ASSIGNMENT: Each line of the records that holds the word "EngineFault" should be copied out.

EXERCISE INPUT:
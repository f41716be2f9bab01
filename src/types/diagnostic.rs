//! Canonical diagnostic shape returned by validation.

use serde::{Deserialize, Serialize};
use serde_json::{Map, Value as JsonValue};

use super::pointer::Pointer;
use super::rule::Severity;

/// Where a diagnostic came from
#[derive(Debug, Clone, Copy, PartialEq, Eq, Hash, Serialize, Deserialize)]
#[serde(rename_all = "kebab-case")]
pub enum DiagnosticSource {
    Structural,
    RuleEngine,
    Reference,
    CompositeAnswer,
}

/// Engine-determined error codes. Each code fixes the key set of `details`.
#[derive(Debug, Clone, Copy, PartialEq, Eq, Hash, Serialize, Deserialize)]
#[serde(rename_all = "SCREAMING_SNAKE_CASE")]
pub enum ErrorCode {
    RequiredMissing,
    FixedValueMismatch,
    ValueNotAllowed,
    PatternMismatch,
    CardinalityViolation,
    CodeSystemMismatch,
    CodeNotInValueset,
    ReferenceNotFound,
    ReferenceTypeMismatch,
    ReferenceInvalidFormat,
    CustomPredicateFailed,
    AnswerValueMissing,
    AnswerTypeMismatch,
    AnswerOutOfRange,
    AnswerNotInValueset,
    AnswerQuestionNotFound,
    AnswerContextMissing,
    RuleConfigurationError,
    EngineFault,
    StructureInvalid,
}

impl ErrorCode {
    pub const ALL: [ErrorCode; 20] = [
        ErrorCode::RequiredMissing,
        ErrorCode::FixedValueMismatch,
        ErrorCode::ValueNotAllowed,
        ErrorCode::PatternMismatch,
        ErrorCode::CardinalityViolation,
        ErrorCode::CodeSystemMismatch,
        ErrorCode::CodeNotInValueset,
        ErrorCode::ReferenceNotFound,
        ErrorCode::ReferenceTypeMismatch,
        ErrorCode::ReferenceInvalidFormat,
        ErrorCode::CustomPredicateFailed,
        ErrorCode::AnswerValueMissing,
        ErrorCode::AnswerTypeMismatch,
        ErrorCode::AnswerOutOfRange,
        ErrorCode::AnswerNotInValueset,
        ErrorCode::AnswerQuestionNotFound,
        ErrorCode::AnswerContextMissing,
        ErrorCode::RuleConfigurationError,
        ErrorCode::EngineFault,
        ErrorCode::StructureInvalid,
    ];

    pub fn as_str(&self) -> &'static str {
        match self {
            ErrorCode::RequiredMissing => "REQUIRED_MISSING",
            ErrorCode::FixedValueMismatch => "FIXED_VALUE_MISMATCH",
            ErrorCode::ValueNotAllowed => "VALUE_NOT_ALLOWED",
            ErrorCode::PatternMismatch => "PATTERN_MISMATCH",
            ErrorCode::CardinalityViolation => "CARDINALITY_VIOLATION",
            ErrorCode::CodeSystemMismatch => "CODE_SYSTEM_MISMATCH",
            ErrorCode::CodeNotInValueset => "CODE_NOT_IN_VALUESET",
            ErrorCode::ReferenceNotFound => "REFERENCE_NOT_FOUND",
            ErrorCode::ReferenceTypeMismatch => "REFERENCE_TYPE_MISMATCH",
            ErrorCode::ReferenceInvalidFormat => "REFERENCE_INVALID_FORMAT",
            ErrorCode::CustomPredicateFailed => "CUSTOM_PREDICATE_FAILED",
            ErrorCode::AnswerValueMissing => "ANSWER_VALUE_MISSING",
            ErrorCode::AnswerTypeMismatch => "ANSWER_TYPE_MISMATCH",
            ErrorCode::AnswerOutOfRange => "ANSWER_OUT_OF_RANGE",
            ErrorCode::AnswerNotInValueset => "ANSWER_NOT_IN_VALUESET",
            ErrorCode::AnswerQuestionNotFound => "ANSWER_QUESTION_NOT_FOUND",
            ErrorCode::AnswerContextMissing => "ANSWER_CONTEXT_MISSING",
            ErrorCode::RuleConfigurationError => "RULE_CONFIGURATION_ERROR",
            ErrorCode::EngineFault => "ENGINE_FAULT",
            ErrorCode::StructureInvalid => "STRUCTURE_INVALID",
        }
    }

    /// The exact key set `details` must carry for this code
    pub fn detail_keys(&self) -> &'static [&'static str] {
        match self {
            ErrorCode::RequiredMissing => &["required"],
            ErrorCode::FixedValueMismatch => &["actual", "expected"],
            ErrorCode::ValueNotAllowed => &["actual", "allowed", "valueType"],
            ErrorCode::PatternMismatch => &["actual", "pattern", "description"],
            ErrorCode::CardinalityViolation => &["min", "max", "actual"],
            ErrorCode::CodeSystemMismatch => &["expectedSystem", "actualSystem"],
            ErrorCode::CodeNotInValueset => &["system", "code", "valueSet"],
            ErrorCode::ReferenceNotFound => &["reference"],
            ErrorCode::ReferenceTypeMismatch => &["reference", "expectedTypes", "actualType"],
            ErrorCode::ReferenceInvalidFormat => &["reference"],
            ErrorCode::CustomPredicateFailed => &["predicate", "actual", "authorCode"],
            ErrorCode::AnswerValueMissing => &["question"],
            ErrorCode::AnswerTypeMismatch => &["question", "expectedType", "actualType"],
            ErrorCode::AnswerOutOfRange => &["question", "actual", "min", "max"],
            ErrorCode::AnswerNotInValueset => &["question", "system", "code", "valueSet"],
            ErrorCode::AnswerQuestionNotFound => &["question"],
            ErrorCode::AnswerContextMissing => &["context"],
            ErrorCode::RuleConfigurationError => &["ruleType", "parameter", "reason"],
            ErrorCode::EngineFault => &["ruleType", "reason"],
            ErrorCode::StructureInvalid => &["reason"],
        }
    }

    pub fn source(&self) -> DiagnosticSource {
        match self {
            ErrorCode::ReferenceNotFound
            | ErrorCode::ReferenceTypeMismatch
            | ErrorCode::ReferenceInvalidFormat => DiagnosticSource::Reference,
            ErrorCode::AnswerValueMissing
            | ErrorCode::AnswerTypeMismatch
            | ErrorCode::AnswerOutOfRange
            | ErrorCode::AnswerNotInValueset
            | ErrorCode::AnswerQuestionNotFound
            | ErrorCode::AnswerContextMissing => DiagnosticSource::CompositeAnswer,
            ErrorCode::StructureInvalid => DiagnosticSource::Structural,
            _ => DiagnosticSource::RuleEngine,
        }
    }
}

impl std::fmt::Display for ErrorCode {
    fn fmt(&self, f: &mut std::fmt::Formatter<'_>) -> std::fmt::Result {
        f.write_str(self.as_str())
    }
}

/// Evaluation strategy
#[derive(Debug, Clone, Copy, PartialEq, Eq, Hash, Serialize, Deserialize)]
#[serde(rename_all = "lowercase")]
pub enum Lane {
    Authoritative,
    Raw,
}

#[derive(Debug, Clone, Copy, PartialEq, Eq, Hash, Serialize, Deserialize)]
#[serde(rename_all = "kebab-case")]
pub enum Confidence {
    Strict,
    BestEffort,
}

#[derive(Debug, Clone, PartialEq, Serialize, Deserialize)]
pub struct Provenance {
    pub lane: Lane,
    pub confidence: Confidence,
    #[serde(default)]
    pub notes: Vec<String>,
}

impl Provenance {
    pub fn for_lane(lane: Lane) -> Self {
        let confidence = match lane {
            Lane::Authoritative => Confidence::Strict,
            Lane::Raw => Confidence::BestEffort,
        };
        Self {
            lane,
            confidence,
            notes: Vec::new(),
        }
    }
}

#[derive(Debug, Clone, PartialEq, Serialize, Deserialize)]
#[serde(rename_all = "camelCase")]
pub struct Diagnostic {
    pub source: DiagnosticSource,
    pub severity: Severity,
    pub collection_entry_index: usize,
    pub pointer: Pointer,
    pub error_code: ErrorCode,
    pub details: Map<String, JsonValue>,
    pub provenance: Provenance,
    /// Rule that produced the diagnostic; `None` for structural findings
    #[serde(default, skip_serializing_if = "Option::is_none")]
    pub rule_id: Option<String>,
    pub message: String,
}

impl Diagnostic {
    /// Key set of `details` in insertion-independent order
    pub fn detail_keys(&self) -> Vec<String> {
        let mut keys: Vec<String> = self.details.keys().cloned().collect();
        keys.sort();
        keys
    }

    pub fn is_error(&self) -> bool {
        self.severity == Severity::Error
    }
}

/// Turn a `json!({...})` object into a details map
pub fn details(value: JsonValue) -> Map<String, JsonValue> {
    match value {
        JsonValue::Object(map) => map,
        _ => Map::new(),
    }
}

EXERCISE RESPONSE:
    EngineFault,
        ErrorCode::EngineFault,
            ErrorCode::EngineFault => "ENGINE_FAULT",
            ErrorCode::EngineFault => &["ruleType", "reason"],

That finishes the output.